Teach you how to add request headers when using cURL to hang proxies.
Crawlers should understand that some sites should know, some sites special fine, hanging proxy is not enough, we have to do something in the request header in order to muddle through. Today we will use cURL this magic tool, say how to customize the request header in the proxy request.
Basic Proxy Configuration
First of all, the entire simplest proxy settings, take our ipipgo proxy as a chestnut:
curl -x http://user:pass@proxy.ipipgo.com:8000 https://target-site.com
Pay attention here.-x parameterFollowed by the format, don't mistype the colon. If you are using a socks5 proxy, replace http with socks5, and the port number depends on the information given in the specific package.
Request header camouflage practical tips
Some websites check for User-Agent parameters, so we need to act like a normal browser. Try this configuration:
curl -x http://proxy.ipipgo.com:8000
-H "User-Agent: Mozilla/5.0 (Windows NT 10.0; Win64; x64) AppleWebKit/537.36"
-H "Accept-Language: zh-CN,zh;q=0.9"
https://target-site.com
focus on-H parameter, which can be stacked indefinitely. I'm generally in the habit of saving common header information into a config file and calling it with the -config parameter, saving me from having to knock it out by hand every time.
Don't cram authentication information into the code
A common mistake made by newbies is to write account passwords directly to the command line, which is both insecure and difficult to maintain. It is recommended to use .netrc file management:
Create a .netrc file in the user directory
machine proxy.ipipgo.com
login Your account
password Your password
Then execute with a -netrc parameter and you're done, much cleaner code:
curl --netrc -x http://proxy.ipipgo.com:8000 ...
We'll have to schedule a retry.
It is inevitable to encounter network fluctuations with proxies, and these parameters can save your life at critical moments:
--connect-timeout 30 Connection timeout 30 seconds
---max-time 120 Overall timeout 2 minutes
--retry 3 Failure to automatically retry 3 times
A guide to practical QA pit rows
Q:The proxy setting is successful but the website still returns 403?
A: It is likely that the request header is exposed, try to add the Referer and Cookie headers, and use the -verbose parameter to see the complete request process
Q: HTTPS requests always report certificate errors?
A: Add -proxy-insecure at the end of the command, or specify the certificate path with -proxy-cacert
Q: How to batch test the agent pool?
A: Write the proxy address into the txt file, polling calls with the -K parameter, remember to cooperate with the random request header plugin
Why recommend ipipgo proxies
The agency service used in your own home, to mention a few real advantages:
| Package Type | Applicable Scenarios | Price advantage |
|---|---|---|
| Dynamic residential (standard) | Daily data collection | 7.67 Yuan/GB/month |
| Dynamic Residential (Business) | High-frequency visit requirements | 9.47 Yuan/GB/month |
| Static homes | Long-term fixed operations | 35RMB/IP/month |
A special shout-out to theirTK LineThe API extraction is also convenient, directly curl their interface can get fresh proxy, save yourself to maintain the IP pool.

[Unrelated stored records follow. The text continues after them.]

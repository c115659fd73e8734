//! Money amounts.
//!
//! All prices are stored as `NUMERIC(10,2)` and handled as [`Decimal`] so
//! cart arithmetic never goes through floating point.

use core::fmt;

use rust_decimal::{Decimal, RoundingStrategy};
use serde::{Deserialize, Serialize};

/// Round an amount to whole cents, half away from zero.
#[must_use]
pub fn round_money(amount: Decimal) -> Decimal {
    amount.round_dp_with_strategy(2, RoundingStrategy::MidpointAwayFromZero)
}

/// A price with currency information.
#[derive(Debug, Clone, Copy, PartialEq, Eq, Serialize, Deserialize)]
pub struct Price {
    /// Amount in the currency's standard unit (euros, not cents).
    pub amount: Decimal,
    /// ISO 4217 currency code.
    pub currency_code: CurrencyCode,
}

impl Price {
    #[must_use]
    pub const fn new(amount: Decimal, currency_code: CurrencyCode) -> Self {
        Self {
            amount,
            currency_code,
        }
    }

    /// A price in the shop currency.
    #[must_use]
    pub fn eur(amount: Decimal) -> Self {
        Self::new(round_money(amount), CurrencyCode::EUR)
    }

    #[must_use]
    pub fn zero() -> Self {
        Self::eur(Decimal::ZERO)
    }

    #[must_use]
    pub fn is_zero(&self) -> bool {
        self.amount.is_zero()
    }
}

impl fmt::Display for Price {
    fn fmt(&self, f: &mut fmt::Formatter<'_>) -> fmt::Result {
        let amount = round_money(self.amount);
        if amount.is_sign_negative() && !amount.is_zero() {
            write!(f, "-{}{:.2}", self.currency_code.symbol(), amount.abs())
        } else {
            write!(f, "{}{:.2}", self.currency_code.symbol(), amount)
        }
    }
}

/// ISO 4217 currency codes.
#[derive(Debug, Clone, Copy, PartialEq, Eq, Hash, Serialize, Deserialize, Default)]
pub enum CurrencyCode {
    #[default]
    EUR,
    USD,
    GBP,
}

impl CurrencyCode {
    #[must_use]
    pub const fn symbol(self) -> &'static str {
        match self {
            Self::EUR => "€",
            Self::USD => "$",
            Self::GBP => "£",
        }
    }
}

#[cfg(test)]
mod tests {
    use super::*;

    #[test]
    fn test_display_euro() {
        assert_eq!(Price::eur(Decimal::new(125, 1)).to_string(), "€12.50");
        assert_eq!(Price::zero().to_string(), "€0.00");
        assert_eq!(Price::eur(Decimal::new(-31, 1)).to_string(), "-€3.10");
    }

    #[test]
    fn test_round_money_half_away_from_zero() {
        assert_eq!(round_money(Decimal::new(2345, 3)), Decimal::new(235, 2));
        assert_eq!(round_money(Decimal::new(2344, 3)), Decimal::new(234, 2));
        assert_eq!(round_money(Decimal::new(-2345, 3)), Decimal::new(-235, 2));
    }

    #[test]
    fn test_default_currency_is_eur() {
        assert_eq!(CurrencyCode::default(), CurrencyCode::EUR);
        assert!(Price::zero().is_zero());
    }
}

Lastly, I'd like to emphasize that proxy configuration is a matter of trial and error. Don't be in a hurry to change the proxy when you encounter strange problems, first use -trace-ascii to save the request logs and analyze them, and very often the parameters are not adjusted correctly. If you have any specific questions, please feel free to tease us, we do not talk about falsehoods.